— TASK PROMPT —
Which lines of the data below include the string "static"? Return each of them.

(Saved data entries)
//! Language type: validated language representation.
//!
//! A `Language` can only be built from a code present in the registry, so
//! code holding one never has to handle an unsupported value.

use crate::document::TextDirection;
use crate::i18n::{LanguageConfig, LanguageRegistry};
use anyhow::{bail, Result};
use std::fmt;
use std::str::FromStr;

/// A validated language.
#[derive(Debug, Clone, Copy, PartialEq, Eq, Hash)]
pub struct Language {
    /// ISO 639-1 language code (e.g., "en", "hi", "es")
    code: &'static str,
}

impl Language {
    pub const ENGLISH: Language = Language { code: "en" };
    pub const HINDI: Language = Language { code: "hi" };
    pub const SPANISH: Language = Language { code: "es" };

    /// Create a Language from a language code string.
    ///
    /// Matching is exact (`"en"`, not `"EN"` or `"en-GB"`); use
    /// [`crate::locale::match_supported`] for locale tags.
    ///
    /// # Returns
    /// * `Ok(Language)` if the code is registered
    /// * `Err` if the code is not found
    pub fn from_code(code: &str) -> Result<Language> {
        match LanguageRegistry::get().get_by_code(code) {
            Some(config) => Ok(Language { code: config.code }),
            None => bail!("Unknown language code: '{}'", code),
        }
    }

    /// Get the canonical language (English).
    pub fn canonical() -> Language {
        let config = LanguageRegistry::get().canonical();
        Language { code: config.code }
    }

    /// All supported languages, in switcher order.
    pub fn all() -> Vec<Language> {
        LanguageRegistry::get()
            .list()
            .into_iter()
            .map(|config| Language { code: config.code })
            .collect()
    }

    pub fn code(&self) -> &'static str {
        self.code
    }

    /// Get the full language configuration from the registry.
    ///
    /// # Panics
    /// Panics if the language code is not found in the registry. This cannot
    /// happen for values built through `from_code`, `all` or the constants.
    pub fn config(&self) -> &'static LanguageConfig {
        LanguageRegistry::get()
            .get_by_code(self.code)
            .expect("Language code should always be valid")
    }

    /// English name of the language (e.g., "Hindi").
    pub fn name(&self) -> &'static str {
        self.config().name
    }

    /// Native name of the language (e.g., "हिन्दी").
    pub fn native_name(&self) -> &'static str {
        self.config().native_name
    }

    pub fn flag(&self) -> &'static str {
        self.config().flag
    }

    pub fn direction(&self) -> TextDirection {
        self.config().direction
    }

    pub fn is_canonical(&self) -> bool {
        self.config().is_canonical
    }
}

impl fmt::Display for Language {
    fn fmt(&self, f: &mut fmt::Formatter<'_>) -> fmt::Result {
        f.write_str(self.code)
    }
}

impl FromStr for Language {
    type Err = anyhow::Error;

    fn from_str(code: &str) -> Result<Self> {
        Language::from_code(code)
    }
}

#[cfg(test)]
mod tests {
    use super::*;

    // ==================== Constant Tests ====================

    #[test]
    fn test_english_constant() {
        let english = Language::ENGLISH;
        assert_eq!(english.code(), "en");
        assert_eq!(english.name(), "English");
        assert!(english.is_canonical());
    }

    #[test]
    fn test_hindi_constant() {
        let hindi = Language::HINDI;
        assert_eq!(hindi.code(), "hi");
        assert_eq!(hindi.name(), "Hindi");
        assert_eq!(hindi.native_name(), "हिन्दी");
        assert!(!hindi.is_canonical());
    }

    #[test]
    fn test_spanish_constant() {
        let spanish = Language::SPANISH;
        assert_eq!(spanish.code(), "es");
        assert_eq!(spanish.native_name(), "Español");
        assert!(!spanish.is_canonical());
    }

    // ==================== from_code Tests ====================

    #[test]
    fn test_from_code_matches_constants() {
        assert_eq!(Language::from_code("en").unwrap(), Language::ENGLISH);
        assert_eq!(Language::from_code("hi").unwrap(), Language::HINDI);
        assert_eq!(Language::from_code("es").unwrap(), Language::SPANISH);
    }

    #[test]
    fn test_from_code_invalid() {
        let result = Language::from_code("fr");
        assert!(result.is_err());
        assert!(result.unwrap_err().to_string().contains("Unknown"));
    }

    #[test]
    fn test_from_code_is_case_sensitive() {
        assert!(Language::from_code("HI").is_err());
    }

    #[test]
    fn test_from_code_empty() {
        assert!(Language::from_code("").is_err());
    }

    #[test]
    fn test_parse_via_from_str() {
        let language: Language = "es".parse().expect("Should parse");
        assert_eq!(language, Language::SPANISH);
        assert!("de".parse::<Language>().is_err());
    }

    // ==================== Collection Tests ====================

    #[test]
    fn test_canonical_returns_english() {
        assert_eq!(Language::canonical(), Language::ENGLISH);
    }

    #[test]
    fn test_all_lists_supported_set() {
        assert_eq!(
            Language::all(),
            vec![Language::ENGLISH, Language::HINDI, Language::SPANISH]
        );
    }

    // ==================== Trait Tests ====================

    #[test]
    fn test_display_is_code() {
        assert_eq!(Language::HINDI.to_string(), "hi");
    }

    #[test]
    fn test_language_copy() {
        let lang1 = Language::ENGLISH;
        let lang2 = lang1;
        assert_eq!(lang1, lang2);
    }

    #[test]
    fn test_metadata_access() {
        let lang = Language::SPANISH;
        assert_eq!(lang.flag(), "🇪🇸");
        assert_eq!(lang.direction(), TextDirection::Ltr);
        assert_eq!(lang.config().code, "es");
    }
}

— THE ANSWER —
    code: &'static str,
    pub fn code(&self) -> &'static str {
    pub fn config(&self) -> &'static LanguageConfig {
    pub fn name(&self) -> &'static str {
    pub fn native_name(&self) -> &'static str {
    pub fn flag(&self) -> &'static str {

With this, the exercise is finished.